Before Roger Rabbit, there were some successes like 1964’s “Mary Poppins“, 1971’s “Bedknobs and Broomsticks” and 1977’s “Pete’s Dragon“. After Roger Rabbit, these kinds of movies were giant bombs or quickly forgotten duds like 1992’s “Cool World“, 2000’s “Adventures of Rocky & Bullwinkle“, and 2001’s “Monkeybone“. Warner Bros. saw limited success with 1996’s “Space Jam” and saw the potential to bring the likes of “Bugs Bunny” and “Daffy Duck” back to the big screen in a giant way.

In “Looney Tunes: Back in Action“, we discover that Daffy Duck is being over-shadowed by the star power of his rival Bugs Bunny. The studio decides to make a movie without Daffy and fires him. Daffy is irate when studio executive Kate Houghton (Jenna Elfman) is behind his dismissal. Daffy bumps into studio security officer DJ Drake (Brendan Fraser) who also seems to have been dismissed by the studio.

Upon arriving home, DJ and Daffy discover that DJ’s famous movie-star father (Timothy Dalton) has been kidnapped. It turns out DJ’s father had been moonlighting as a secret agent and had stumbled upon the whereabouts of the mysterious gem, The Blue Monkey. It’s up to Daffy and DJ to secure the gem before DJ’s father is killed by a maniac (Steve Martin). Meanwhile, Kate and Bugs seem to be in hot pursuit of DJ and Daffy with some news from the studio.

“Looney Tunes Back in Action” is clever, funny, delightful and hysterical.

The story of how all the characters get together is a little flat and the film is almost like an amusement park ride as we journey to different settings so that other toons can guest star. But if you love Looney Tunes then this film is sure to make you smile. Just sit back and enjoy the ride.

Unlike a lot of films from this genre, this film understands and welcomes what the toons are all about. They don’t give the toons complex emotions but just enough for us to understand why they are in our world.

The toons feel more real without damaging the iconic status that they are. I especially loved the film’s portrayal of Daffy Duck. He is by far the star of this movie. I loved how the film used the rivalry between Daffy and Bugs as a launching point to who these characters were in the film.

I also loved the performances of human beings as well, Brendan Fraser, Jenna Elfman and Steve Martin pulled off a lot of their interaction scenes without missing a beat. The interaction wasn’t stale or out of place but gelled very well.

The biggest compliment I would like to bestow would be to director Joe Dante. I have been a big fan of his films for a while now. But taking a difficult movie like this and delivering so much fun is genius.
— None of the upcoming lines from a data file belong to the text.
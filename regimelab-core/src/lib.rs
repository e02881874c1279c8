//! RegimeLab Core: feature engineering for market-regime detection.
//!
//! Turns a wide table of daily closes into a dense feature table:
//! - Table model with explicit missing values and column provenance
//! - Column classification (asset / index / derived)
//! - Rolling indicator library (MA, volatility, momentum, RSI, correlation)
//! - Per-asset indicator expansion, cross-sectional market aggregates,
//!   broad-market vs volatility-index regime features
//! - Acquisition (Yahoo Finance, synthetic), CSV/Parquet I/O, run manifests

pub mod classify;
pub mod config;
pub mod data;
pub mod features;
pub mod fingerprint;
pub mod indicators;
pub mod pipeline;
pub mod table;

pub use classify::{classify, ColumnClass};
pub use config::{ConfigError, FeatureConfig, RunConfig};
pub use pipeline::{FeatureEngineer, PipelineError, PipelineReport};
pub use table::{Column, Provenance, Table, TableError};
This film is just pure chaotic fun. This is the best of the genre since Roger Rabbit hands down. Cheers, Joe.

4 out of 5

So Says the Soothsayer.

2 thoughts on “Retro Review: Looney Tunes: Back in Action

  1. It’s entirely possible that I’m alone in this, but I think Brendan Fraser is sorely undervalued as a comic actor. Sure, he’s a beefcake, but he knows his way around a pratfall (i.e., “George of the Jungle,” “Bedazzled”) and a one-liner.

    1. Yes I totally agree… I also really liked him as a dramatic actor in Gods & Monsters and The Quiet American… I think the man just makes some bad choices and is still only remembered as The Mummy Guy… He is the best part of those movies… but still the man has range that no seems to acknowledge…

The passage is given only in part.